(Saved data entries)
//! Process-isolation interface and mock implementation.
//!
//! The isolator abstracts whatever actually hosts executor processes
//! (process groups, a container runtime). The agent drives it through
//! four operations and consumes a stream of exit events; everything
//! else about isolation is the backend's business.
//!
//! A mock implementation is provided for testing and local development,
//! with hooks to terminate "processes" and to fail launches.

use std::collections::HashMap;
use std::fmt;
use std::path::Path;
use std::sync::atomic::{AtomicU32, Ordering};
use std::sync::Mutex;

use anyhow::{bail, Result};
use async_trait::async_trait;
use chrono::Utc;
use tokio::sync::mpsc;
use tracing::{debug, info};

use skiff_id::{ExecutorId, FrameworkId, RunId};
use skiff_messages::{ExecutorInfo, ResourceStatistics};

/// Identifies one hosted executor incarnation.
#[derive(Debug, Clone, PartialEq, Eq, Hash)]
pub struct ContainerId {
    pub framework_id: FrameworkId,
    pub executor_id: ExecutorId,
    pub run_id: RunId,
}

impl fmt::Display for ContainerId {
    fn fmt(&self, f: &mut fmt::Formatter<'_>) -> fmt::Result {
        write!(f, "{}/{}/{}", self.framework_id, self.executor_id, self.run_id)
    }
}

/// An executor process went away.
#[derive(Debug, Clone)]
pub struct ExecutorExit {
    pub container: ContainerId,
    /// Exit status; negative when killed by signal.
    pub status: i32,
    /// True when the isolator destroyed it rather than it exiting.
    pub destroyed: bool,
    pub message: String,
}

/// The isolation backend contract.
#[async_trait]
pub trait Isolator: Send + Sync {
    /// Start an executor in `directory`. Resolves to the OS pid.
    async fn launch(
        &self,
        container: &ContainerId,
        executor: &ExecutorInfo,
        directory: &Path,
    ) -> Result<u32>;

    /// Forcibly tear a container down. The exit surfaces through the
    /// exit stream like any other.
    async fn destroy(&self, container: &ContainerId) -> Result<()>;

    /// Sample current resource usage.
    async fn usage(&self, container: &ContainerId) -> Result<ResourceStatistics>;

    /// Tell the backend which containers a recovering agent still
    /// expects to exist.
    async fn recover(&self, containers: &[ContainerId]) -> Result<()>;

    /// The exit event stream. Yields `Some` exactly once.
    fn take_exits(&self) -> Option<mpsc::UnboundedReceiver<ExecutorExit>>;
}

// =============================================================================
// Mock isolator
// =============================================================================

struct Live {
    pid: u32,
    cpu_time_secs: f64,
}

/// Mock isolator for testing and local development.
pub struct MockIsolator {
    live: Mutex<HashMap<ContainerId, Live>>,
    next_pid: AtomicU32,
    exit_tx: mpsc::UnboundedSender<ExecutorExit>,
    exit_rx: Mutex<Option<mpsc::UnboundedReceiver<ExecutorExit>>>,
    fail_launches: bool,
}

impl MockIsolator {
    pub fn new() -> Self {
        let (exit_tx, exit_rx) = mpsc::unbounded_channel();
        Self {
            live: Mutex::new(HashMap::new()),
            next_pid: AtomicU32::new(1000),
            exit_tx,
            exit_rx: Mutex::new(Some(exit_rx)),
            fail_launches: false,
        }
    }

    /// A mock that fails every launch.
    pub fn failing() -> Self {
        Self {
            fail_launches: true,
            ..Self::new()
        }
    }

    /// Test hook: make a hosted executor exit on its own.
    pub fn terminate(&self, container: &ContainerId, status: i32, message: &str) {
        let removed = self
            .live
            .lock()
            .expect("isolator lock poisoned")
            .remove(container)
            .is_some();
        if removed {
            let _ = self.exit_tx.send(ExecutorExit {
                container: container.clone(),
                status,
                destroyed: false,
                message: message.to_string(),
            });
        }
    }

    /// Test hook: whether a container is currently hosted.
    pub fn is_live(&self, container: &ContainerId) -> bool {
        self.live
            .lock()
            .expect("isolator lock poisoned")
            .contains_key(container)
    }

    /// Test hook: number of hosted containers.
    pub fn live_count(&self) -> usize {
        self.live.lock().expect("isolator lock poisoned").len()
    }
}

impl Default for MockIsolator {
    fn default() -> Self {
        Self::new()
    }
}

#[async_trait]
impl Isolator for MockIsolator {
    async fn launch(
        &self,
        container: &ContainerId,
        executor: &ExecutorInfo,
        directory: &Path,
    ) -> Result<u32> {
        if self.fail_launches {
            bail!("mock isolator configured to fail");
        }

        let pid = self.next_pid.fetch_add(1, Ordering::SeqCst);
        self.live.lock().expect("isolator lock poisoned").insert(
            container.clone(),
            Live {
                pid,
                cpu_time_secs: 0.0,
            },
        );

        info!(
            container = %container,
            executor_id = %executor.executor_id,
            directory = %directory.display(),
            pid,
            "[MOCK] Launched executor"
        );

        Ok(pid)
    }

    async fn destroy(&self, container: &ContainerId) -> Result<()> {
        let removed = self
            .live
            .lock()
            .expect("isolator lock poisoned")
            .remove(container)
            .is_some();

        info!(container = %container, removed, "[MOCK] Destroying executor");

        // Destroying something that is not (or no longer) hosted still
        // reports an exit, like a process reaper would.
        let _ = self.exit_tx.send(ExecutorExit {
            container: container.clone(),
            status: -9,
            destroyed: true,
            message: if removed {
                "destroyed by isolator".to_string()
            } else {
                "container was not running".to_string()
            },
        });
        Ok(())
    }

    async fn usage(&self, container: &ContainerId) -> Result<ResourceStatistics> {
        let mut live = self.live.lock().expect("isolator lock poisoned");
        let Some(entry) = live.get_mut(container) else {
            bail!("unknown container {container}");
        };

        entry.cpu_time_secs += 0.1;
        Ok(ResourceStatistics {
            timestamp: Utc::now(),
            cpus_user_time_secs: entry.cpu_time_secs,
            cpus_system_time_secs: entry.cpu_time_secs / 10.0,
            mem_rss_bytes: 64 * 1024 * 1024 + u64::from(entry.pid),
        })
    }

    async fn recover(&self, containers: &[ContainerId]) -> Result<()> {
        debug!(count = containers.len(), "[MOCK] Recovering containers");
        Ok(())
    }

    fn take_exits(&self) -> Option<mpsc::UnboundedReceiver<ExecutorExit>> {
        self.exit_rx.lock().expect("isolator lock poisoned").take()
    }
}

What you will do: Output every record verbatim.

Your response:
//! Process-isolation interface and mock implementation.
//!
//! The isolator abstracts whatever actually hosts executor processes
//! (process groups, a container runtime). The agent drives it through
//! four operations and consumes a stream of exit events; everything
//! else about isolation is the backend's business.
//!
//! A mock implementation is provided for testing and local development,
//! with hooks to terminate "processes" and to fail launches.

use std::collections::HashMap;
use std::fmt;
use std::path::Path;
use std::sync::atomic::{AtomicU32, Ordering};
use std::sync::Mutex;

use anyhow::{bail, Result};
use async_trait::async_trait;
use chrono::Utc;
use tokio::sync::mpsc;
use tracing::{debug, info};

use skiff_id::{ExecutorId, FrameworkId, RunId};
use skiff_messages::{ExecutorInfo, ResourceStatistics};

/// Identifies one hosted executor incarnation.
#[derive(Debug, Clone, PartialEq, Eq, Hash)]
pub struct ContainerId {
    pub framework_id: FrameworkId,
    pub executor_id: ExecutorId,
    pub run_id: RunId,
}

impl fmt::Display for ContainerId {
    fn fmt(&self, f: &mut fmt::Formatter<'_>) -> fmt::Result {
        write!(f, "{}/{}/{}", self.framework_id, self.executor_id, self.run_id)
    }
}

/// An executor process went away.
#[derive(Debug, Clone)]
pub struct ExecutorExit {
    pub container: ContainerId,
    /// Exit status; negative when killed by signal.
    pub status: i32,
    /// True when the isolator destroyed it rather than it exiting.
    pub destroyed: bool,
    pub message: String,
}

/// The isolation backend contract.
#[async_trait]
pub trait Isolator: Send + Sync {
    /// Start an executor in `directory`. Resolves to the OS pid.
    async fn launch(
        &self,
        container: &ContainerId,
        executor: &ExecutorInfo,
        directory: &Path,
    ) -> Result<u32>;

    /// Forcibly tear a container down. The exit surfaces through the
    /// exit stream like any other.
    async fn destroy(&self, container: &ContainerId) -> Result<()>;

    /// Sample current resource usage.
    async fn usage(&self, container: &ContainerId) -> Result<ResourceStatistics>;

    /// Tell the backend which containers a recovering agent still
    /// expects to exist.
    async fn recover(&self, containers: &[ContainerId]) -> Result<()>;

    /// The exit event stream. Yields `Some` exactly once.
    fn take_exits(&self) -> Option<mpsc::UnboundedReceiver<ExecutorExit>>;
}

// =============================================================================
// Mock isolator
// =============================================================================

struct Live {
    pid: u32,
    cpu_time_secs: f64,
}

/// Mock isolator for testing and local development.
pub struct MockIsolator {
    live: Mutex<HashMap<ContainerId, Live>>,
    next_pid: AtomicU32,
    exit_tx: mpsc::UnboundedSender<ExecutorExit>,
    exit_rx: Mutex<Option<mpsc::UnboundedReceiver<ExecutorExit>>>,
    fail_launches: bool,
}

impl MockIsolator {
    pub fn new() -> Self {
        let (exit_tx, exit_rx) = mpsc::unbounded_channel();
        Self {
            live: Mutex::new(HashMap::new()),
            next_pid: AtomicU32::new(1000),
            exit_tx,
            exit_rx: Mutex::new(Some(exit_rx)),
            fail_launches: false,
        }
    }

    /// A mock that fails every launch.
    pub fn failing() -> Self {
        Self {
            fail_launches: true,
            ..Self::new()
        }
    }

    /// Test hook: make a hosted executor exit on its own.
    pub fn terminate(&self, container: &ContainerId, status: i32, message: &str) {
        let removed = self
            .live
            .lock()
            .expect("isolator lock poisoned")
            .remove(container)
            .is_some();
        if removed {
            let _ = self.exit_tx.send(ExecutorExit {
                container: container.clone(),
                status,
                destroyed: false,
                message: message.to_string(),
            });
        }
    }

    /// Test hook: whether a container is currently hosted.
    pub fn is_live(&self, container: &ContainerId) -> bool {
        self.live
            .lock()
            .expect("isolator lock poisoned")
            .contains_key(container)
    }

    /// Test hook: number of hosted containers.
    pub fn live_count(&self) -> usize {
        self.live.lock().expect("isolator lock poisoned").len()
    }
}

impl Default for MockIsolator {
    fn default() -> Self {
        Self::new()
    }
}

#[async_trait]
impl Isolator for MockIsolator {
    async fn launch(
        &self,
        container: &ContainerId,
        executor: &ExecutorInfo,
        directory: &Path,
    ) -> Result<u32> {
        if self.fail_launches {
            bail!("mock isolator configured to fail");
        }

        let pid = self.next_pid.fetch_add(1, Ordering::SeqCst);
        self.live.lock().expect("isolator lock poisoned").insert(
            container.clone(),
            Live {
                pid,
                cpu_time_secs: 0.0,
            },
        );

        info!(
            container = %container,
            executor_id = %executor.executor_id,
            directory = %directory.display(),
            pid,
            "[MOCK] Launched executor"
        );

        Ok(pid)
    }

    async fn destroy(&self, container: &ContainerId) -> Result<()> {
        let removed = self
            .live
            .lock()
            .expect("isolator lock poisoned")
            .remove(container)
            .is_some();

        info!(container = %container, removed, "[MOCK] Destroying executor");

        // Destroying something that is not (or no longer) hosted still
        // reports an exit, like a process reaper would.
        let _ = self.exit_tx.send(ExecutorExit {
            container: container.clone(),
            status: -9,
            destroyed: true,
            message: if removed {
                "destroyed by isolator".to_string()
            } else {
                "container was not running".to_string()
            },
        });
        Ok(())
    }

    async fn usage(&self, container: &ContainerId) -> Result<ResourceStatistics> {
        let mut live = self.live.lock().expect("isolator lock poisoned");
        let Some(entry) = live.get_mut(container) else {
            bail!("unknown container {container}");
        };

        entry.cpu_time_secs += 0.1;
        Ok(ResourceStatistics {
            timestamp: Utc::now(),
            cpus_user_time_secs: entry.cpu_time_secs,
            cpus_system_time_secs: entry.cpu_time_secs / 10.0,
            mem_rss_bytes: 64 * 1024 * 1024 + u64::from(entry.pid),
        })
    }

    async fn recover(&self, containers: &[ContainerId]) -> Result<()> {
        debug!(count = containers.len(), "[MOCK] Recovering containers");
        Ok(())
    }

    fn take_exits(&self) -> Option<mpsc::UnboundedReceiver<ExecutorExit>> {
        self.exit_rx.lock().expect("isolator lock poisoned").take()
    }
}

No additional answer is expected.